The landscape changed when Finland began trying to remold its bloody, fractured past into a unified future. For hundreds of years, these fiercely independent people had been wedged between two rival powers—the Swedish monarchy to the west and the Russian czar to the east. Neither Scandinavian nor Baltic, Finns were proud of their Nordic roots and a unique language only they could love (or pronounce). In 1809, Finland was ceded to Russia by the Swedes, who had ruled its people some 600 years. The czar created the Grand Duchy of Finland, a quasi-state with constitutional ties to the empire. He moved the capital from Turku, near Stockholm, to Helsinki, closer to St. Petersburg. After the czar fell to the Bolsheviks in 1917, Finland declared its independence, pitching the country into civil war. Three more wars between 1939 and 1945—two with the Soviets, one with Germany—left the country scarred by bitter divisions and a punishing debt owed to the Russians. “Still we managed to keep our freedom,” said Pasi Sahlberg, a director general in the Ministry of Education and Culture.
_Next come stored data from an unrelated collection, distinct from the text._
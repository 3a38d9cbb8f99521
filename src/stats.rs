//! Window statistics over finite numeric sequences.
//!
//! Non-finite values are excluded from every aggregate, mirroring the
//! normalizer's policy, so the results are always finite.

use serde::Serialize;

/// Mean of the finite values, 0.0 for empty input.
pub fn mean(values: &[f64]) -> f64 {
    let mut sum = 0.0;
    let mut count = 0usize;
    for &v in values {
        if v.is_finite() {
            sum += v;
            count += 1;
        }
    }
    if count == 0 {
        0.0
    } else {
        sum / count as f64
    }
}

/// Maximum of the finite values, 0.0 when none are finite.
pub fn max_value(values: &[f64]) -> f64 {
    let mut max: Option<f64> = None;
    for &v in values {
        if v.is_finite() && max.map_or(true, |m| v > m) {
            max = Some(v);
        }
    }
    max.unwrap_or(0.0)
}

/// Minimum of the finite values, 0.0 when none are finite.
pub fn min_value(values: &[f64]) -> f64 {
    let mut min: Option<f64> = None;
    for &v in values {
        if v.is_finite() && min.map_or(true, |m| v < m) {
            min = Some(v);
        }
    }
    min.unwrap_or(0.0)
}

/// Aggregates for one window, recomputed fresh per tick and handed to the
/// renderers. Never cached across ticks.
#[derive(Debug, Clone, Serialize)]
pub struct WindowStats {
    pub avg_price: f64,
    pub max_price: f64,
    pub min_price: f64,
    pub avg_oi: f64,
    pub data_points: usize,
    pub total_records: usize,
    #[serde(skip)]
    pub window_start: usize,
    #[serde(skip)]
    pub window_end: usize,
}

impl WindowStats {
    pub fn compute(
        prices: &[f64],
        open_interest: &[f64],
        window_start: usize,
        window_end: usize,
        total_records: usize,
    ) -> Self {
        Self {
            avg_price: mean(prices),
            max_price: max_value(prices),
            min_price: min_value(prices),
            avg_oi: mean(open_interest),
            data_points: prices.len(),
            total_records,
            window_start,
            window_end,
        }
    }

    /// Human-readable window position, e.g. "101-300 of 5000".
    pub fn window_info(&self) -> String {
        format!(
            "{}-{} of {}",
            self.window_start + 1,
            self.window_end,
            self.total_records
        )
    }
}

#[cfg(test)]
mod tests {
    use super::*;

    #[test]
    fn test_basic_aggregates() {
        let values = [1.0, 2.0, 3.0];
        assert_eq!(mean(&values), 2.0);
        assert_eq!(max_value(&values), 3.0);
        assert_eq!(min_value(&values), 1.0);
    }

    #[test]
    fn test_empty_input() {
        assert_eq!(mean(&[]), 0.0);
        assert_eq!(max_value(&[]), 0.0);
        assert_eq!(min_value(&[]), 0.0);
    }

    #[test]
    fn test_non_finite_values_ignored() {
        let values = [f64::NAN, 10.0, f64::INFINITY, 20.0, f64::NEG_INFINITY];
        assert_eq!(mean(&values), 15.0);
        assert_eq!(max_value(&values), 20.0);
        assert_eq!(min_value(&values), 10.0);
    }

    #[test]
    fn test_all_non_finite() {
        let values = [f64::NAN, f64::INFINITY];
        assert_eq!(mean(&values), 0.0);
        assert_eq!(max_value(&values), 0.0);
        assert_eq!(min_value(&values), 0.0);
    }

    #[test]
    fn test_window_stats() {
        let prices = [840.0, 850.0, 860.0];
        let oi = [100.0, 200.0, 300.0];
        let stats = WindowStats::compute(&prices, &oi, 100, 103, 5000);

        assert_eq!(stats.avg_price, 850.0);
        assert_eq!(stats.max_price, 860.0);
        assert_eq!(stats.min_price, 840.0);
        assert_eq!(stats.avg_oi, 200.0);
        assert_eq!(stats.data_points, 3);
        assert_eq!(stats.window_info(), "101-103 of 5000");
    }
}
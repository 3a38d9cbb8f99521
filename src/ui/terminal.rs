use {
    crate::{
        client::ClickHouseClient,
        config::Config,
        engine::{ChartEngine, Frame},
        error::ChartError,
        ui::layout,
    },
    crossterm::event::{Event, KeyCode},
    ratatui::{backend::CrosstermBackend, Terminal},
    std::{sync::Arc, time::Instant},
};

/// Run the TUI event loop.
///
/// A single control thread interleaves the auto-advance timer with
/// keyboard input: `event::poll` with the time remaining until the next
/// tick doubles as the timer, and each event runs to completion before
/// the next is considered.
pub async fn run_tui(
    engine: Arc<ChartEngine>,
    client: Arc<ClickHouseClient>,
    config: &Config,
) -> Result<(), ChartError> {
    let stdout = std::io::stdout();
    let backend = CrosstermBackend::new(stdout);
    let mut terminal = Terminal::new(backend)?;

    crossterm::terminal::enable_raw_mode()?;
    // Alternate screen isolates the chart from stderr logs.
    crossterm::execute!(
        std::io::stdout(),
        crossterm::terminal::EnterAlternateScreen,
        crossterm::cursor::Hide
    )?;
    terminal.clear()?;

    let result = event_loop(&mut terminal, &engine, &client, config).await;

    crossterm::execute!(
        std::io::stdout(),
        crossterm::terminal::LeaveAlternateScreen,
        crossterm::cursor::Show
    )?;
    crossterm::terminal::disable_raw_mode()?;
    result
}

async fn event_loop(
    terminal: &mut Terminal<CrosstermBackend<std::io::Stdout>>,
    engine: &ChartEngine,
    client: &ClickHouseClient,
    config: &Config,
) -> Result<(), ChartError> {
    let mut frame: Option<Frame> = engine.current_frame();
    let mut next_tick = Instant::now() + config.update_interval;

    loop {
        terminal.draw(|f| layout::render(f, frame.as_ref(), &config.symbol))?;

        let timeout = next_tick.saturating_duration_since(Instant::now());
        if crossterm::event::poll(timeout)? {
            match crossterm::event::read()? {
                Event::Key(key) => match key.code {
                    KeyCode::Char('q') | KeyCode::Esc => break,
                    KeyCode::Char('r') => {
                        match client.fetch_series(&config.table, &config.symbol).await {
                            Ok(records) => {
                                engine.install(records);
                                frame = engine.current_frame();
                            }
                            Err(e) => {
                                // Old series stays authoritative.
                                log::warn!("Failed to refresh data: {e}");
                            }
                        }
                    }
                    KeyCode::Char('l') => {
                        // Load only the newest records instead of the full
                        // history.
                        let limit = config.window_size * 5;
                        match client.fetch_latest(&config.table, &config.symbol, limit).await {
                            Ok(records) => {
                                engine.install(records);
                                frame = engine.current_frame();
                            }
                            Err(e) => {
                                log::warn!("Failed to load latest data: {e}");
                            }
                        }
                    }
                    KeyCode::Left => {
                        if let Some(f) = engine.scroll_back() {
                            frame = Some(f);
                        }
                    }
                    KeyCode::Right => {
                        if let Some(f) = engine.scroll_forward() {
                            frame = Some(f);
                        }
                    }
                    _ => {}
                },
                // Relayout happens on the next draw.
                Event::Resize(_, _) => {}
                _ => {}
            }
        } else {
            // Timer fired: auto-advance. A degenerate window keeps the
            // previous frame on screen.
            if let Some(f) = engine.tick() {
                frame = Some(f);
            }
            next_tick = Instant::now() + config.update_interval;
        }
    }

    Ok(())
}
In 1963, the Finnish Parlia-ment made the bold decision to choose public education as its best shot at economic recovery. “I call this the Big Dream of Finnish education,” said Sahlberg, whose upcoming book, Finnish Lessons, is scheduled for release in October. “It was simply the idea that every child would have a very good public school. If we want to be competitive, we need to educate everybody. It all came out of a need to survive.”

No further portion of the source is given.